U.S. public says Giffords shooting, rhetoric unrelated
Most Americans see no relation between the attempted assassination of congresswoman Gabrielle Giffords and the political tactic of lacing vitriolic rhetoric with firearms analogies.
That’s the conclusion of a CBS News poll that found most Republicans (69 pct), most independents (56 pct) and even a plurality of Democrats (49 pct) believe the two phenomena unrelated.
Those numbers add up to 57 percent of Americans overall — a true majority though not quite big enough to break a Senate filibuster.
The survey, which has a 4 percentage point margin of error, did not ask whether graphic images of rifle cross-hairs, references to finding a Second Amendment solution to congressional reform and similar ballistic gimmickry should continue in force or get booted (not fired) from political marketing departments in the interests of public safety.
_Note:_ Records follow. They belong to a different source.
//! File Backend
//!
//! One JSON file per key under a cache directory. Each file holds the value
//! and an optional absolute expiry (epoch milliseconds); expiry is checked on
//! read. The directory is created on first write.
//!
//! ```text
//!   key "team:15:info"  ──►  <cache_dir>/team_15_info.json
//!                            {"value": {...}, "expiresAt": 1718000000000}
//! ```
//!
//! Filenames are sanitized, so distinct keys that differ only in replaced
//! characters share a file.

use crate::cache::metrics::CacheMetrics;
use crate::cache::pattern::KeyPattern;
use crate::cache::{BackendKind, CacheBackend, CacheStats};
use crate::error::{Error, Result};
use async_trait::async_trait;
use chrono::Utc;
use serde::{Deserialize, Serialize};
use serde_json::Value;
use std::io::ErrorKind;
use std::path::{Path, PathBuf};
use tokio::fs;
use tracing::{debug, warn};

const FILE_EXTENSION: &str = "json";
const HEALTH_CHECK_FILE: &str = ".health_check";

// =============================================================================
// File Backend Configuration
// =============================================================================

/// Configuration for the file backend
#[derive(Debug, Clone)]
pub struct FileBackendConfig {
    /// Directory holding one file per key
    pub cache_dir: PathBuf,
    /// TTL applied when a write omits one (None = no expiry)
    pub default_ttl_seconds: Option<u64>,
}

impl Default for FileBackendConfig {
    fn default() -> Self {
        Self {
            cache_dir: PathBuf::from(".cache/dotaboard"),
            default_ttl_seconds: None,
        }
    }
}

impl FileBackendConfig {
    pub fn with_dir(cache_dir: impl Into<PathBuf>) -> Self {
        Self {
            cache_dir: cache_dir.into(),
            ..Default::default()
        }
    }
}

// =============================================================================
// Stored Record
// =============================================================================

#[derive(Debug, Clone, Serialize, Deserialize)]
#[serde(rename_all = "camelCase")]
struct StoredRecord {
    value: Value,
    #[serde(default, skip_serializing_if = "Option::is_none")]
    expires_at: Option<i64>,
}

impl StoredRecord {
    fn is_expired(&self, now_ms: i64) -> bool {
        self.expires_at.map(|at| now_ms >= at).unwrap_or(false)
    }
}

/// Replace every character outside `[A-Za-z0-9._-]` with `_`
pub fn sanitize_key(key: &str) -> String {
    key.chars()
        .map(|c| match c {
            'a'..='z' | 'A'..='Z' | '0'..='9' | '.' | '_' | '-' => c,
            _ => '_',
        })
        .collect()
}

/// Best-effort key recovered from a filename (`_` read back as `:`)
fn key_from_file_name(name: &str) -> Option<String> {
    let stem = name.strip_suffix(".json")?;
    if stem.is_empty() {
        return None;
    }
    Some(stem.replace('_', ":"))
}

// =============================================================================
// File Backend
// =============================================================================

/// File-per-key cache backend
pub struct FileBackend {
    cache_dir: PathBuf,
    default_ttl_seconds: Option<u64>,
    metrics: CacheMetrics,
}

impl FileBackend {
    /// Create new file backend
    pub fn new(config: FileBackendConfig) -> Result<Self> {
        if config.cache_dir.as_os_str().is_empty() {
            return Err(Error::Configuration("file cache directory is empty".to_string()));
        }

        Ok(Self {
            cache_dir: config.cache_dir,
            default_ttl_seconds: config.default_ttl_seconds,
            metrics: CacheMetrics::new(),
        })
    }

    /// Create file backend rooted at `cache_dir`
    pub fn with_dir(cache_dir: impl Into<PathBuf>) -> Result<Self> {
        Self::new(FileBackendConfig::with_dir(cache_dir))
    }

    /// Get the cache directory
    pub fn cache_dir(&self) -> &Path {
        &self.cache_dir
    }

    /// Path of the file holding `key`
    pub fn path_for(&self, key: &str) -> PathBuf {
        self.cache_dir
            .join(format!("{}.{}", sanitize_key(key), FILE_EXTENSION))
    }

    async fn ensure_dir(&self, operation: &str) -> Result<()> {
        fs::create_dir_all(&self.cache_dir)
            .await
            .map_err(|e| Error::backend("file", operation, e))
    }

    /// Read a record; unreadable or corrupt files count as absent
    async fn read_record(&self, path: &Path) -> Option<StoredRecord> {
        let contents = match fs::read_to_string(path).await {
            Ok(contents) => contents,
            Err(e) if e.kind() == ErrorKind::NotFound => return None,
            Err(e) => {
                warn!(path = %path.display(), error = %e, "Unreadable cache file");
                return None;
            }
        };

        match serde_json::from_str(&contents) {
            Ok(record) => Some(record),
            Err(e) => {
                warn!(path = %path.display(), error = %e, "Corrupt cache file");
                None
            }
        }
    }

    /// Read a live record, deleting it if expired
    async fn read_live(&self, key: &str) -> Option<StoredRecord> {
        let path = self.path_for(key);
        let record = self.read_record(&path).await?;

        if record.is_expired(Utc::now().timestamp_millis()) {
            if let Err(e) = fs::remove_file(&path).await {
                if e.kind() != ErrorKind::NotFound {
                    debug!(path = %path.display(), error = %e, "Failed to remove expired cache file");
                }
            }
            self.metrics.record_expirations(1);
            return None;
        }

        Some(record)
    }

    /// List cache files with their recovered keys and sizes
    async fn list_files(&self) -> Result<Vec<(PathBuf, String, u64)>> {
        let mut entries = match fs::read_dir(&self.cache_dir).await {
            Ok(entries) => entries,
            Err(e) if e.kind() == ErrorKind::NotFound => return Ok(Vec::new()),
            Err(e) => return Err(Error::backend("file", "list", e)),
        };

        let mut files = Vec::new();
        while let Some(entry) = entries
            .next_entry()
            .await
            .map_err(|e| Error::backend("file", "list", e))?
        {
            let name = entry.file_name().to_string_lossy().into_owned();
            let Some(key) = key_from_file_name(&name) else {
                continue;
            };
            let size = match entry.metadata().await {
                Ok(meta) if meta.is_file() => meta.len(),
                _ => continue,
            };
            files.push((entry.path(), key, size));
        }

        Ok(files)
    }

    async fn remove(&self, path: &Path, operation: &str) -> Result<bool> {
        match fs::remove_file(path).await {
            Ok(()) => Ok(true),
            Err(e) if e.kind() == ErrorKind::NotFound => Ok(false),
            Err(e) => Err(Error::backend("file", operation, e)),
        }
    }
}

#[async_trait]
impl CacheBackend for FileBackend {
    fn kind(&self) -> BackendKind {
        BackendKind::File
    }

    async fn get(&self, key: &str) -> Result<Option<Value>> {
        match self.read_live(key).await {
            Some(record) => {
                self.metrics.record_hit();
                Ok(Some(record.value))
            }
            None => {
                self.metrics.record_miss();
                Ok(None)
            }
        }
    }

    async fn set(&self, key: &str, value: Value, ttl_seconds: Option<u64>) -> Result<()> {
        self.ensure_dir("set").await?;

        let expires_at = ttl_seconds
            .or(self.default_ttl_seconds)
            .map(|ttl| {
                let ttl_ms = i64::try_from(ttl).unwrap_or(i64::MAX).saturating_mul(1000);
                Utc::now().timestamp_millis().saturating_add(ttl_ms)
            });

        let record = StoredRecord { value, expires_at };
        let payload = serde_json::to_vec(&record)?;

        fs::write(self.path_for(key), payload)
            .await
            .map_err(|e| Error::backend("file", "set", e))?;

        self.metrics.record_set();
        Ok(())
    }

    async fn delete(&self, key: &str) -> Result<bool> {
        let deleted = self.remove(&self.path_for(key), "delete").await?;
        if deleted {
            self.metrics.record_deletes(1);
        }
        Ok(deleted)
    }

    async fn exists(&self, key: &str) -> Result<bool> {
        Ok(self.read_live(key).await.is_some())
    }

    async fn invalidate_pattern(&self, pattern: &str) -> Result<u64> {
        let pattern = KeyPattern::new(pattern)?;
        let mut deleted = 0u64;

        for (path, key, _) in self.list_files().await? {
            if pattern.matches(&key) && self.remove(&path, "invalidate").await? {
                deleted += 1;
            }
        }

        self.metrics.record_deletes(deleted);
        Ok(deleted)
    }

    async fn stats(&self) -> Result<CacheStats> {
        let files = self.list_files().await?;
        let usage: u64 = files.iter().map(|(_, _, size)| size).sum();
        Ok(self
            .metrics
            .snapshot(BackendKind::File, files.len() as u64, usage))
    }

    async fn clear(&self) -> Result<()> {
        for (path, _, _) in self.list_files().await? {
            self.remove(&path, "clear").await?;
        }
        Ok(())
    }

    async fn is_healthy(&self) -> bool {
        if self.ensure_dir("health").await.is_err() {
            return false;
        }

        // Check that the directory is writable
        let marker = self.cache_dir.join(HEALTH_CHECK_FILE);
        match fs::write(&marker, b"ok").await {
            Ok(_) => {
                let _ = fs::remove_file(&marker).await;
                true
            }
            Err(e) => {
                warn!(dir = %self.cache_dir.display(), error = %e, "File cache not writable");
                false
            }
        }
    }
}

#[cfg(test)]
mod tests {
    use super::*;
    use serde_json::json;
    use tempfile::TempDir;

    fn test_backend() -> (FileBackend, TempDir) {
        let tmp = TempDir::new().unwrap();
        let backend = FileBackend::with_dir(tmp.path().join("cache")).unwrap();
        (backend, tmp)
    }

    #[test]
    fn test_sanitize_key() {
        assert_eq!(sanitize_key("team:15:info"), "team_15_info");
        assert_eq!(sanitize_key("a/b c.d-e"), "a_b_c.d-e");
    }

    #[tokio::test]
    async fn test_basic_operations() {
        let (backend, _tmp) = test_backend();

        // Directory does not exist until the first write
        assert_eq!(backend.get("team:1:info").await.unwrap(), None);
        assert!(!backend.cache_dir().exists());

        backend.set("team:1:info", json!({"name": "OG"}), None).await.unwrap();
        assert!(backend.path_for("team:1:info").ends_with("team_1_info.json"));

        let value = backend.get("team:1:info").await.unwrap();
        assert_eq!(value, Some(json!({"name": "OG"})));
        assert!(backend.exists("team:1:info").await.unwrap());

        assert!(backend.delete("team:1:info").await.unwrap());
        assert!(!backend.delete("team:1:info").await.unwrap());
        assert!(!backend.exists("team:1:info").await.unwrap());
    }

    #[tokio::test]
    async fn test_externally_removed_file_is_a_miss() {
        let (backend, _tmp) = test_backend();
        backend.set("match:7:raw", json!({"a": 1}), None).await.unwrap();
        assert_eq!(backend.get("match:7:raw").await.unwrap(), Some(json!({"a": 1})));

        std::fs::remove_file(backend.path_for("match:7:raw")).unwrap();

        assert_eq!(backend.get("match:7:raw").await.unwrap(), None);
        assert!(!backend.exists("match:7:raw").await.unwrap());
    }

    #[tokio::test]
    async fn test_huge_ttl_saturates() {
        let (backend, _tmp) = test_backend();
        backend.set("k", json!(1), Some(u64::MAX)).await.unwrap();

        let raw: Value =
            serde_json::from_str(&std::fs::read_to_string(backend.path_for("k")).unwrap()).unwrap();
        assert_eq!(raw["expiresAt"].as_i64(), Some(i64::MAX));
        assert_eq!(backend.get("k").await.unwrap(), Some(json!(1)));
    }

    #[tokio::test]
    async fn test_record_format() {
        let (backend, _tmp) = test_backend();
        backend.set("k", json!(1), Some(60)).await.unwrap();
        backend.set("forever", json!(2), None).await.unwrap();

        let raw: Value =
            serde_json::from_str(&std::fs::read_to_string(backend.path_for("k")).unwrap()).unwrap();
        assert_eq!(raw["value"], json!(1));
        assert!(raw["expiresAt"].as_i64().unwrap() > Utc::now().timestamp_millis());

        let raw: Value =
            serde_json::from_str(&std::fs::read_to_string(backend.path_for("forever")).unwrap())
                .unwrap();
        assert!(raw.get("expiresAt").is_none());
    }

    #[tokio::test]
    async fn test_expired_file_is_deleted_on_read() {
        let (backend, _tmp) = test_backend();
        backend.set("old", json!("v"), Some(0)).await.unwrap();

        assert_eq!(backend.get("old").await.unwrap(), None);
        assert!(!backend.path_for("old").exists());
    }

    #[tokio::test]
    async fn test_corrupt_file_is_a_miss() {
        let (backend, _tmp) = test_backend();
        backend.set("k", json!(1), None).await.unwrap();
        std::fs::write(backend.path_for("k"), b"{not json").unwrap();

        assert_eq!(backend.get("k").await.unwrap(), None);
    }

    #[tokio::test]
    async fn test_persistence_across_instances() {
        let tmp = TempDir::new().unwrap();
        {
            let backend = FileBackend::with_dir(tmp.path()).unwrap();
            backend.set("player:9:profile", json!({"mmr": 9000}), None).await.unwrap();
        }

        let backend = FileBackend::with_dir(tmp.path()).unwrap();
        assert_eq!(
            backend.get("player:9:profile").await.unwrap(),
            Some(json!({"mmr": 9000}))
        );
    }

    #[tokio::test]
    async fn test_pattern_invalidation() {
        let (backend, _tmp) = test_backend();
        backend.set("team:1:info", json!(1), None).await.unwrap();
        backend.set("team:2:info", json!(2), None).await.unwrap();
        backend.set("league:1", json!(3), None).await.unwrap();

        assert_eq!(backend.invalidate_pattern("team:*").await.unwrap(), 2);
        assert!(backend.exists("league:1").await.unwrap());

        let stats = backend.stats().await.unwrap();
        assert_eq!(stats.key_count, 1);
        assert_eq!(stats.backend_kind, BackendKind::File);
    }

    #[tokio::test]
    async fn test_invalidate_missing_dir() {
        let (backend, _tmp) = test_backend();
        assert_eq!(backend.invalidate_pattern("*").await.unwrap(), 0);
    }

    #[tokio::test]
    async fn test_clear_and_health() {
        let (backend, _tmp) = test_backend();
        assert!(backend.is_healthy().await);

        backend.set("a", json!(1), None).await.unwrap();
        backend.set("b", json!(2), None).await.unwrap();
        backend.clear().await.unwrap();

        assert_eq!(backend.stats().await.unwrap().key_count, 0);
        // Health check file is not listed as an entry
        assert!(!backend.cache_dir().join(HEALTH_CHECK_FILE).exists());
    }

    #[tokio::test]
    async fn test_write_failure_raises() {
        let tmp = TempDir::new().unwrap();
        let blocker = tmp.path().join("blocker");
        std::fs::write(&blocker, b"file, not dir").unwrap();

        let backend = FileBackend::with_dir(blocker.join("cache")).unwrap();
        let err = backend.set("k", json!(1), None).await.unwrap_err();
        assert!(matches!(err, Error::Backend { .. }));
        assert!(!backend.is_healthy().await);
    }
}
Giffords’ accused assailant, Jared Loughner, is described as a mentally disturbed loner who used a semi-automatic pistol with an extended ammunition clip to kill six people and wound 14 others on a sunny Saturday in Arizona. He was subdued only when he stopped to reload.
Pima County Sheriff Clarence Dupnik says troubled loners are vulnerable to anger-stirring rhetoric and notes that there’s an army of people out there who are just like Loughner.
The response to the shootings in Congress has been powerful enough to unite lawmakers in the interests of their own safety. Otherwise there’s been lots of finger-pointing and pontificating, which is always helpful as everyone knows.
The CBS poll suggests the country may believe itself to be confronting nothing more than another high-profile nut-with-a-gun incident. In which case, we might expect public attention to leave the auditorium soon after the customary hand-wringing ceremonies are over.
Then the vitriol can return safely to center stage.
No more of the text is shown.